EXERCISE REQUIREMENTS =
All lines between the start of the listing below and the line containing "impl std::fmt::Display for", inclusive, must be repeated exactly.

INFORMATION GIVEN =

——

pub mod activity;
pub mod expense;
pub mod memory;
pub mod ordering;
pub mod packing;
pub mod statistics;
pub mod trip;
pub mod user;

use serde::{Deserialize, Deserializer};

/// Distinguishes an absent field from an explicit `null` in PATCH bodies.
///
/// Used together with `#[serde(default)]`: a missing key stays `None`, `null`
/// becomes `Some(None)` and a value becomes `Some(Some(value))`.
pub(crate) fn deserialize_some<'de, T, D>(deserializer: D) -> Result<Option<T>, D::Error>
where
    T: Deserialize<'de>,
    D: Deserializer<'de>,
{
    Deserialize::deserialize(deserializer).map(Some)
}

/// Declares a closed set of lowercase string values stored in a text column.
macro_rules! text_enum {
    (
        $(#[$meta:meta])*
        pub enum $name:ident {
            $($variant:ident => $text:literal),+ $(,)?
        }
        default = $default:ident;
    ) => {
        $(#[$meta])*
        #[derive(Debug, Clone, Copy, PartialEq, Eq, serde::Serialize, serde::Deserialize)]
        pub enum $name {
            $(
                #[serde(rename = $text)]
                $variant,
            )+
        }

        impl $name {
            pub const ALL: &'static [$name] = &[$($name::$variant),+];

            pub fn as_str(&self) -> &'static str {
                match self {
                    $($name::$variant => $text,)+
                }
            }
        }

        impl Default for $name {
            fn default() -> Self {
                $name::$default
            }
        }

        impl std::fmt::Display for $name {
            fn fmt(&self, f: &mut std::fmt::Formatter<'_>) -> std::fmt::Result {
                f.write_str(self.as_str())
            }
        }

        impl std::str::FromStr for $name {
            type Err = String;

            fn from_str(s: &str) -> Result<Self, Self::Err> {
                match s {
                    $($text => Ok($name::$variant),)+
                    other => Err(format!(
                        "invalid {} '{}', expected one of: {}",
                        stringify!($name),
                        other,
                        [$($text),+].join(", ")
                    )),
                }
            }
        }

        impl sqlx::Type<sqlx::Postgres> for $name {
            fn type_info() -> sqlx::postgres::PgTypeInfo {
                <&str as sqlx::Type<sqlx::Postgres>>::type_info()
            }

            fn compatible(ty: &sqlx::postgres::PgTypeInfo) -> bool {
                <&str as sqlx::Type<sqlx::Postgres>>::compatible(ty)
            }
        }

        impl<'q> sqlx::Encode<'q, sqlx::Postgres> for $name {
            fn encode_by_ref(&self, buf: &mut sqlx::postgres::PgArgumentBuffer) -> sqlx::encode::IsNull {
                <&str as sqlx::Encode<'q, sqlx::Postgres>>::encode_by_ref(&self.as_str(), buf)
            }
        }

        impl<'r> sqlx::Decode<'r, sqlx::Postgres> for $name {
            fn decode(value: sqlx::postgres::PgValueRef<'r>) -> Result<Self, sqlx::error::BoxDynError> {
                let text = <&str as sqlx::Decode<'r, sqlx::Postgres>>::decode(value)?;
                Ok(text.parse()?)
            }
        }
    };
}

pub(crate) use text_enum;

——

SOLUTION =
pub mod activity;
pub mod expense;
pub mod memory;
pub mod ordering;
pub mod packing;
pub mod statistics;
pub mod trip;
pub mod user;

use serde::{Deserialize, Deserializer};

/// Distinguishes an absent field from an explicit `null` in PATCH bodies.
///
/// Used together with `#[serde(default)]`: a missing key stays `None`, `null`
/// becomes `Some(None)` and a value becomes `Some(Some(value))`.
pub(crate) fn deserialize_some<'de, T, D>(deserializer: D) -> Result<Option<T>, D::Error>
where
    T: Deserialize<'de>,
    D: Deserializer<'de>,
{
    Deserialize::deserialize(deserializer).map(Some)
}

/// Declares a closed set of lowercase string values stored in a text column.
macro_rules! text_enum {
    (
        $(#[$meta:meta])*
        pub enum $name:ident {
            $($variant:ident => $text:literal),+ $(,)?
        }
        default = $default:ident;
    ) => {
        $(#[$meta])*
        #[derive(Debug, Clone, Copy, PartialEq, Eq, serde::Serialize, serde::Deserialize)]
        pub enum $name {
            $(
                #[serde(rename = $text)]
                $variant,
            )+
        }

        impl $name {
            pub const ALL: &'static [$name] = &[$($name::$variant),+];

            pub fn as_str(&self) -> &'static str {
                match self {
                    $($name::$variant => $text,)+
                }
            }
        }

        impl Default for $name {
            fn default() -> Self {
                $name::$default
            }
        }

        impl std::fmt::Display for $name {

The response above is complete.